Original paper: Self-Assembly of Complex Salts of Cationic Surfactants and Anionic? Neutral Block Copolymers. Dispersions with Liquid-Crystalline Internal Structure  


For more than four decades, scientists have been investigating the properties of small objects dispersed in solutions. Some of these objects – produced in laboratories – are the so called soft nanoparticles. The name soft comes from the fact that these particles are partly solid and partly liquid. One of the scientists’ aims is to design nanoparticles that will be used as carriers of medical compounds (like drugs, DNA segments, and enzymes). The nanoparticles’ role will be to protect this cargo from partial degradation through the human body until reaching the specific target cells where the nanoparticles’ structure will break up and the useful compounds will be released. This technology will allow for disease treatments using smaller amounts of drugs, which will mean fewer side effects for the patients.

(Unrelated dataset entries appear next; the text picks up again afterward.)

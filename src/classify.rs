//! Per-line classification for the screenplay dialect.
//!
//! Each physical line maps to exactly one [`LineKind`]. The classifier looks
//! at the line itself, the caller's stack of open blocks, and whether the next
//! physical line is blank. It never changes any of them.

use winnow::ascii::space0;
use winnow::combinator::{alt, delimited, preceded, separated_pair};
use winnow::prelude::*;
use winnow::token::{rest, take_till, take_until};

/// A physical source line with its indentation measured and stripped.
#[derive(Debug, Clone, Copy, PartialEq, Eq)]
pub struct Line<'a> {
    /// 1-based.
    pub number: usize,
    /// Columns of leading whitespace; a tab counts as four.
    pub indent: usize,
    pub text: &'a str,
}

impl<'a> Line<'a> {
    pub fn new(number: usize, raw: &'a str) -> Self {
        let mut indent = 0;
        for ch in raw.chars() {
            match ch {
                ' ' => indent += 1,
                '\t' => indent += 4,
                '\u{feff}' => {}
                _ => break,
            }
        }
        Self {
            number,
            indent,
            text: raw.trim_start_matches('\u{feff}').trim(),
        }
    }

    pub fn is_blank(&self) -> bool {
        self.text.is_empty()
    }
}

pub fn split_lines(input: &str) -> Vec<Line<'_>> {
    input
        .lines()
        .enumerate()
        .map(|(idx, raw)| Line::new(idx + 1, raw))
        .collect()
}

#[derive(Debug, Clone, Copy, PartialEq, Eq)]
pub enum BlockKind {
    Frontmatter,
    Conditional,
    Loop,
    Decision,
    Option,
    Dialogue,
}

#[derive(Debug, Clone, Copy)]
pub struct LineContext<'a> {
    /// Outermost first.
    pub open_blocks: &'a [BlockKind],
    pub next_is_blank: bool,
}

impl LineContext<'_> {
    fn innermost(&self) -> Option<BlockKind> {
        self.open_blocks.last().copied()
    }

    /// Bare all-caps scene headings are only recognised outside any block.
    fn at_top_level(&self) -> bool {
        !self.open_blocks.iter().any(|b| {
            matches!(
                b,
                BlockKind::Conditional
                    | BlockKind::Loop
                    | BlockKind::Decision
                    | BlockKind::Option
                    | BlockKind::Dialogue
            )
        })
    }
}

#[derive(Debug, Clone, Copy, PartialEq, Eq)]
pub enum Control<'a> {
    If(&'a str),
    Elif(&'a str),
    Else,
    Loop(&'a str),
    End,
}

impl Control<'_> {
    pub fn keyword(&self) -> &'static str {
        match self {
            Control::If(_) => "(IF:)",
            Control::Elif(_) => "(ELIF:)",
            Control::Else => "(ELSE)",
            Control::Loop(_) => "(LOOP:)",
            Control::End => "(END)",
        }
    }
}

#[derive(Debug, Clone, Copy, PartialEq, Eq)]
pub struct JumpLine<'a> {
    pub display: Option<&'a str>,
    pub target: &'a str,
}

#[derive(Debug, Clone, Copy, PartialEq, Eq)]
pub struct OptionLine<'a> {
    pub label: &'a str,
    pub description: Option<&'a str>,
    pub target: Option<&'a str>,
}

#[derive(Debug, Clone, Copy, PartialEq, Eq)]
pub enum InlineSegment<'a> {
    Text(&'a str),
    Choice { label: &'a str, target: &'a str },
}

#[derive(Debug, Clone, PartialEq, Eq)]
pub enum LineKind<'a> {
    FrontmatterDelimiter,
    StateGroup(&'a str),
    StateEntry {
        key: &'a str,
        value: &'a str,
        indented: bool,
    },
    MalformedState,
    SectionHeading(&'a str),
    SceneHeading(&'a str),
    Control(Control<'a>),
    StateChange(&'a str),
    Asset {
        kind: &'a str,
        args: &'a str,
    },
    DecisionPrompt(&'a str),
    ChoiceOption(OptionLine<'a>),
    InlineChoices(Vec<InlineSegment<'a>>),
    Jump(JumpLine<'a>),
    CharacterCue(&'a str),
    Dialogue(&'a str),
    Parenthetical(&'a str),
    Blank,
    Action(&'a str),
}

const SCENE_PREFIXES: &[&str] = &["INT./EXT.", "INT.", "EXT.", "EST.", "I/E"];

pub fn classify<'a>(line: &Line<'a>, ctx: &LineContext<'_>) -> LineKind<'a> {
    let text = line.text;
    let innermost = ctx.innermost();

    if text == "===" {
        return LineKind::FrontmatterDelimiter;
    }

    if innermost == Some(BlockKind::Frontmatter) {
        if let Some(group) = text.strip_prefix("$$") {
            return LineKind::StateGroup(group.trim());
        }
        if let Some(entry) = text.strip_prefix('$') {
            return match entry.split_once(':') {
                Some((key, value)) if !key.trim().is_empty() => LineKind::StateEntry {
                    key: key.trim(),
                    value: value.trim(),
                    indented: line.indent > 0,
                },
                _ => LineKind::MalformedState,
            };
        }
    }

    if text.is_empty() {
        return LineKind::Blank;
    }

    if let Some(label) = text.strip_prefix('#') {
        let label = label.trim_start_matches('#').trim();
        if !label.is_empty() {
            return LineKind::SectionHeading(label);
        }
    }

    if is_scene_prefixed(text) {
        return LineKind::SceneHeading(text);
    }

    if let Some(forced) = text.strip_prefix('.') {
        if forced.starts_with(char::is_alphanumeric) {
            return LineKind::SceneHeading(forced.trim());
        }
    }

    if let Some(control) = parse_control(text) {
        return LineKind::Control(control);
    }

    if let Some(body) = text.strip_prefix('~') {
        return LineKind::StateChange(body.trim());
    }

    if let Some(body) = text.strip_prefix('!') {
        let body = body.trim();
        let (kind, args) = match body.split_once(':') {
            Some((kind, args)) => (kind.trim(), args.trim()),
            None => match body.split_once(char::is_whitespace) {
                Some((kind, args)) => (kind.trim(), args.trim()),
                None => (body, ""),
            },
        };
        return LineKind::Asset { kind, args };
    }

    if let Some(prompt) = text.strip_prefix('?') {
        let prompt = prompt.trim();
        if !prompt.is_empty() {
            return LineKind::DecisionPrompt(prompt);
        }
    }

    if let Some(body) = text.strip_prefix('+') {
        return LineKind::ChoiceOption(parse_option(body.trim()));
    }

    if let Some(segments) = split_inline_choices(text) {
        return LineKind::InlineChoices(segments);
    }

    if let Some(jump) = parse_jump(text) {
        return LineKind::Jump(jump);
    }

    if ctx.next_is_blank && ctx.at_top_level() && !text.starts_with('(') && is_all_caps(text) {
        return LineKind::SceneHeading(text);
    }

    if !ctx.next_is_blank && innermost != Some(BlockKind::Dialogue) && is_character_cue(text) {
        return LineKind::CharacterCue(text);
    }

    let parenthetical = text
        .strip_prefix('(')
        .and_then(|t| t.strip_suffix(')'))
        .map(str::trim);

    if innermost == Some(BlockKind::Dialogue) {
        return match parenthetical {
            Some(inner) => LineKind::Parenthetical(inner),
            None => LineKind::Dialogue(text),
        };
    }

    if let Some(inner) = parenthetical {
        return LineKind::Parenthetical(inner);
    }

    LineKind::Action(text)
}

pub(crate) fn is_scene_prefixed(text: &str) -> bool {
    SCENE_PREFIXES.iter().any(|prefix| {
        text.strip_prefix(*prefix)
            .map(|rest| rest.starts_with(char::is_whitespace) && !rest.trim().is_empty())
            .unwrap_or(false)
    })
}

pub(crate) fn is_all_caps(text: &str) -> bool {
    text.chars().any(char::is_alphabetic) && !text.chars().any(char::is_lowercase)
}

/// `BOB`, `DR. WHO`, `BOB (V.O.)`. Letters, digits, spaces and `.'-`, ending
/// in a letter or digit, with an optional parenthesised extension.
fn is_character_cue(text: &str) -> bool {
    let name = match text.find('(') {
        Some(idx) if text.ends_with(')') => text[..idx].trim_end(),
        Some(_) => return false,
        None => text,
    };
    let allowed = |c: char| c.is_uppercase() || c.is_ascii_digit() || " .'-".contains(c);
    name.chars().any(char::is_alphabetic)
        && name.chars().all(allowed)
        && name
            .chars()
            .last()
            .map(|c| c.is_alphanumeric())
            .unwrap_or(false)
}

fn parse_control(text: &str) -> Option<Control<'_>> {
    match text {
        "(ELSE)" => return Some(Control::Else),
        "(END)" => return Some(Control::End),
        _ => {}
    }
    let inner = text.strip_prefix('(')?.strip_suffix(')')?;
    let (keyword, condition) = inner.split_once(':')?;
    let condition = condition.trim();
    match keyword.trim() {
        "IF" => Some(Control::If(condition)),
        "ELIF" => Some(Control::Elif(condition)),
        "LOOP" => Some(Control::Loop(condition)),
        _ => None,
    }
}

fn jump_target<'s>(input: &mut &'s str) -> ModalResult<&'s str> {
    preceded(("->", space0, '#'), rest).parse_next(input)
}

fn bare_jump<'s>(input: &mut &'s str) -> ModalResult<JumpLine<'s>> {
    jump_target
        .map(|target| JumpLine {
            display: None,
            target,
        })
        .parse_next(input)
}

fn explicit_jump<'s>(input: &mut &'s str) -> ModalResult<JumpLine<'s>> {
    preceded("->", (take_until(1.., "->"), jump_target))
        .map(|(display, target)| JumpLine {
            display: Some(display),
            target,
        })
        .parse_next(input)
}

fn implicit_jump<'s>(input: &mut &'s str) -> ModalResult<JumpLine<'s>> {
    (take_until(1.., "->"), jump_target)
        .map(|(display, target)| JumpLine {
            display: Some(display),
            target,
        })
        .parse_next(input)
}

/// Recognises the three jump spellings. The display text never includes the
/// arrow or the target.
pub fn parse_jump(text: &str) -> Option<JumpLine<'_>> {
    let jump = alt((bare_jump, explicit_jump, implicit_jump))
        .parse(text)
        .ok()?;
    let target = jump.target.trim();
    if target.is_empty() || target.contains(char::is_whitespace) {
        return None;
    }
    let display = jump.display.map(str::trim).filter(|d| !d.is_empty());
    if jump.display.is_some() && display.is_none() {
        return None;
    }
    Some(JumpLine { display, target })
}

fn bracket_label<'s>(input: &mut &'s str) -> ModalResult<&'s str> {
    delimited('[', take_till(0.., ']'), ']').parse_next(input)
}

/// The text after `+`.
fn parse_option(body: &str) -> OptionLine<'_> {
    let mut input = body;
    if let Ok(label) = bracket_label.parse_next(&mut input) {
        let remainder = input.trim();
        let label = label.trim();
        return match parse_jump(remainder) {
            Some(jump) => OptionLine {
                label,
                description: jump.display,
                target: Some(jump.target),
            },
            None => OptionLine {
                label,
                description: Some(remainder).filter(|d| !d.is_empty()),
                target: None,
            },
        };
    }

    match parse_jump(body) {
        Some(JumpLine {
            display: Some(label),
            target,
        }) => OptionLine {
            label,
            description: None,
            target: Some(target),
        },
        Some(JumpLine {
            display: None,
            target,
        }) => OptionLine {
            label: target,
            description: None,
            target: Some(target),
        },
        None => OptionLine {
            label: body,
            description: None,
            target: None,
        },
    }
}

fn inline_choice<'s>(input: &mut &'s str) -> ModalResult<(&'s str, &'s str)> {
    delimited(
        '[',
        separated_pair(
            take_till(1.., ['|', ']', '[']),
            '|',
            take_till(1.., [']', '[']),
        ),
        ']',
    )
    .parse_next(input)
}

/// Splits a line into text and `[Label|Target]` choices. `None` when the line
/// holds no choice at all.
pub fn split_inline_choices(text: &str) -> Option<Vec<InlineSegment<'_>>> {
    let mut out = Vec::new();
    let mut found = false;
    let mut last = 0;
    let mut idx = 0;

    while let Some(offset) = text[idx..].find('[') {
        let start = idx + offset;
        let mut input = &text[start..];
        match inline_choice.parse_next(&mut input) {
            Ok((label, target)) => {
                let end = text.len() - input.len();
                let before = text[last..start].trim();
                if !before.is_empty() {
                    out.push(InlineSegment::Text(before));
                }
                out.push(InlineSegment::Choice {
                    label: label.trim(),
                    target: target.trim().trim_start_matches('#').trim(),
                });
                found = true;
                last = end;
                idx = end;
            }
            Err(_) => idx = start + 1,
        }
    }

    if !found {
        return None;
    }
    let after = text[last..].trim();
    if !after.is_empty() {
        out.push(InlineSegment::Text(after));
    }
    Some(out)
}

The effectiveness of this treatment depends on several factors that control the nanoparticles’ properties. It turns out that one important factor is the protocol of preparation, which is the recipe used to make the nanoparticles. Today’s paper by Leticia Vitorazi, Jean-Francois Berret and Watson Loh introduces an alternative method of preparation and shows how the individual chemicals that are chosen for creating the nanoparticles can influence the nanoparticles’ properties.

The formation of the soft nanoparticles is a spontaneous process that takes place in specific mixtures of solutions because of the electrostatic attraction between two different compounds, macromolecules and surfactants. Each of these compounds usually exist as individual molecules in water (or other solvents).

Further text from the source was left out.